In Sterniii3/drugdevelopR: Utility-Based Optimal Phase II/III Drug Development Planning
suppressPackageStartupMessages({
library(valtools)
library(knitr)
library(kableExtra)
library(magrittr)
library(devtools)
library(drugdevelopR)
})
opts_chunk$set(
collapse = TRUE,
comment = "#>",
eval = TRUE,
echo = FALSE,
results = "asis",
message = FALSE,
tidy = FALSE
)
options(
knitr.kable.NA = '',
knitr.duplicate.label = "allow"
)
all_sig <- vt_scrape_sig_table()
\newpage
General introduction and validation plan {-}
In the planning of confirmatory studies, the determination of the sample size is essential, as it has a significant impact on the chances of achieving the study objective.

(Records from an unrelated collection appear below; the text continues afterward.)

//! # Controller Presence Module
//!
//! Detects whether the controller for a given hand is connected and keeps the
//! entity in sync with that state.
//!
//! ## Selection
//!
//! Devices whose id starts with the configured prefix are counted in platform
//! order. The right controller is the first match, the left controller the
//! second and any other hand the third.
//!
//! ## Transitions
//!
//! | Change | Side effects |
//! |--------|--------------|
//! | absent -> present | attach tracked-pose component, attach model loader (if `model`) |
//! | present -> absent | none besides listener removal |
//!
//! Input listeners are registered while the controller is present or the
//! configuration marks it as emulated, and are added or removed exactly once
//! per change of that condition.
//!
//! ## Polling
//!
//! Checks run on attach, on every gamepad connect/disconnect notification,
//! and from the per-frame tick at most once per check interval. Some
//! platforms never deliver connect/disconnect notifications, so the timer
//! path always stays active.

use std::time::{Duration, Instant};

use tracing::{debug, info, warn};

use super::entity::{ControllerEntity, ModelAttachment, TrackedControlsAttachment};
use super::events::RawEventKind;
use crate::config::{ControlsConfig, ROTATION_OFFSET_AUTO_SENTINEL};
use crate::gamepad::{find_controller, GamepadSource};

/// Controller model geometry.
pub const VIVE_CONTROLLER_MODEL_OBJ_URL: &str =
    "https://cdn.aframe.io/controllers/vive/vr_controller_vive.obj";

/// Controller model materials.
pub const VIVE_CONTROLLER_MODEL_MTL_URL: &str =
    "https://cdn.aframe.io/controllers/vive/vr_controller_vive.mtl";

/// Default fallback interval between presence checks.
pub const DEFAULT_CHECK_INTERVAL: Duration = Duration::from_millis(1000);

/// Presence state of one logical controller.
#[derive(Debug)]
pub struct PresencePoller {
    present: bool,
    listening: bool,
    ever_got_gamepad_event: bool,
    last_check: Option<Instant>,
    check_interval: Duration,
}

impl Default for PresencePoller {
    fn default() -> Self {
        Self::new(DEFAULT_CHECK_INTERVAL)
    }
}

impl PresencePoller {
    /// Creates a poller that starts out absent and not listening.
    #[must_use]
    pub fn new(check_interval: Duration) -> Self {
        Self {
            present: false,
            listening: false,
            ever_got_gamepad_event: false,
            last_check: None,
            check_interval,
        }
    }

    /// Whether a matching physical device was found by the last check.
    pub fn is_present(&self) -> bool {
        self.present
    }

    /// Whether raw input listeners are currently registered.
    pub fn is_listening(&self) -> bool {
        self.listening
    }

    /// Whether a connect/disconnect notification has ever arrived.
    pub fn ever_got_gamepad_event(&self) -> bool {
        self.ever_got_gamepad_event
    }

    /// Queries the device list and applies any presence transition.
    ///
    /// Returns the physical presence. Repeated calls without a change in the
    /// device list have no side effects.
    pub fn check_presence(
        &mut self,
        source: &dyn GamepadSource,
        entity: &mut dyn ControllerEntity,
        config: &ControlsConfig,
    ) -> bool {
        let controller_index = config.hand.controller_index();
        let found = find_controller(source, &config.id_prefix, controller_index);
        let present = found.is_some();

        debug!(
            "Presence check for {} hand ({}[{}]): {}",
            config.hand,
            config.id_prefix,
            controller_index,
            if present { "present" } else { "absent" }
        );

        if present != self.present {
            self.present = present;
            if let Some(gamepad) = found {
                info!(
                    "Controller connected: {} (device {}, {} hand)",
                    gamepad.id, gamepad.index, config.hand
                );
                inject_tracked_controls(entity, config);
            } else {
                info!("Controller disconnected ({} hand)", config.hand);
            }
        }

        self.sync_listeners(entity, config.emulated);
        present
    }

    /// Registers or removes input listeners so they are active exactly when
    /// the controller is present or emulated.
    pub fn sync_listeners(&mut self, entity: &mut dyn ControllerEntity, emulated: bool) {
        let wanted = self.present || emulated;
        if wanted == self.listening {
            return;
        }

        self.listening = wanted;
        if wanted {
            debug!("Adding input listeners (emulated: {})", emulated);
            entity.add_input_listeners(&RawEventKind::ALL);
        } else {
            debug!("Removing input listeners");
            entity.remove_input_listeners(&RawEventKind::ALL);
        }
    }

    /// Treats the controller as absent without touching listeners, so the
    /// next check re-attaches components if a device still matches.
    pub fn forget_presence(&mut self) {
        self.present = false;
    }

    /// Removes input listeners if registered, leaving presence untouched.
    pub fn stop_listening(&mut self, entity: &mut dyn ControllerEntity) {
        if self.listening {
            self.listening = false;
            entity.remove_input_listeners(&RawEventKind::ALL);
        }
    }

    /// Handles a platform gamepad connected/disconnected notification.
    pub fn on_gamepad_connection_changed(
        &mut self,
        source: &dyn GamepadSource,
        entity: &mut dyn ControllerEntity,
        config: &ControlsConfig,
    ) -> bool {
        self.ever_got_gamepad_event = true;
        self.check_presence(source, entity, config)
    }

    /// Records a check at `now` for the fallback timer.
    pub fn mark_checked(&mut self, now: Instant) {
        self.last_check = Some(now);
    }

    /// Returns true (and records the check) when the fallback timer is due.
    pub fn poll_due(&mut self, now: Instant) -> bool {
        let due = match self.last_check {
            Some(last) => now.saturating_duration_since(last) >= self.check_interval,
            None => true,
        };
        if due {
            self.last_check = Some(now);
        }
        due
    }
}

/// Attaches the tracked-pose component and, unless disabled, the model loader.
fn inject_tracked_controls(entity: &mut dyn ControllerEntity, config: &ControlsConfig) {
    if config.rotation_offset == ROTATION_OFFSET_AUTO_SENTINEL {
        warn!(
            "rotation_offset {} (auto from hand) is not supported, passing it through unchanged",
            ROTATION_OFFSET_AUTO_SENTINEL
        );
    }

    entity.attach_tracked_controls(TrackedControlsAttachment {
        id_prefix: config.id_prefix.clone(),
        controller_index: config.hand.controller_index(),
        rotation_offset: config.rotation_offset,
    });

    if !config.model {
        return;
    }

    entity.attach_model(ModelAttachment {
        obj_url: VIVE_CONTROLLER_MODEL_OBJ_URL.to_string(),
        mtl_url: VIVE_CONTROLLER_MODEL_MTL_URL.to_string(),
    });
}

Based on the work of Götte et al. [@goette2015], methods for optimal sample size and go/no-go decision rules for the example of phase II/III drug development programs within a utility-based, Bayesian-frequentist framework were developed, which was improved by Preussler in her dissertation “Integrated Planning of Pilot and Subsequent Confirmatory Study in Clinical Research - Finding Optimal Designs in a Utility-Based Framework” [@preussler2020] to include further extensions. Additionally, methods for multiple endpoints were implemented [@kieser2018]. In order to facilitate the practical application of these approaches, R Shiny applications for a basic setting as well as for three extensions were implemented. The extension of this project to a fully functional software product was funded by the German Research Organisation DFG within a project entitled "Integrated Planning of Drug Development Programs - drugdevelopR". The package was developed at the Institute of Medical Biometry (IMBI) in Heidelberg, Germany.
In order to assure unchanging scientific quality, in order to document that the package’s user requirements were met and in order to provide evidence of the package’s validity to the general public, we supply the following human-readable validation report. Within this report, we present the results of a validation suite developed at IMBI specifically for this package. The validation suite comprises several benchmark/testing scenarios of optimal drug development planning as presented in published work with scientific quality assurance. Published results are compared with the results of the software. The validation plan aims for full coverage of all package methods.
The validation suite was programmed using the valtools R package [@hughes2021]. We closely followed the R package validation framework [@phuse2021] of the PHUSE Working Group on “Data Visualisation & Open Source Technology”.
With the aim of avoiding confusion, it should be noted that the framework makes a clear distinction between testing (unit testing) and validating a package. Testing on the one hand means checking the program from the software developer’s perspective. The so-called unit tests usually cover small sections of the program, each checking one specific part of the software, e.g. a function. With their help, the programmer assures that the code works as intended. Unit tests aim for a code coverage close to one-hundred percent. Validation on the other hand means checking the program from the end user’s point of view. By checking larger parts of software within one test case, the validation process provides evidence that the program will deliver the expected results in a production environment.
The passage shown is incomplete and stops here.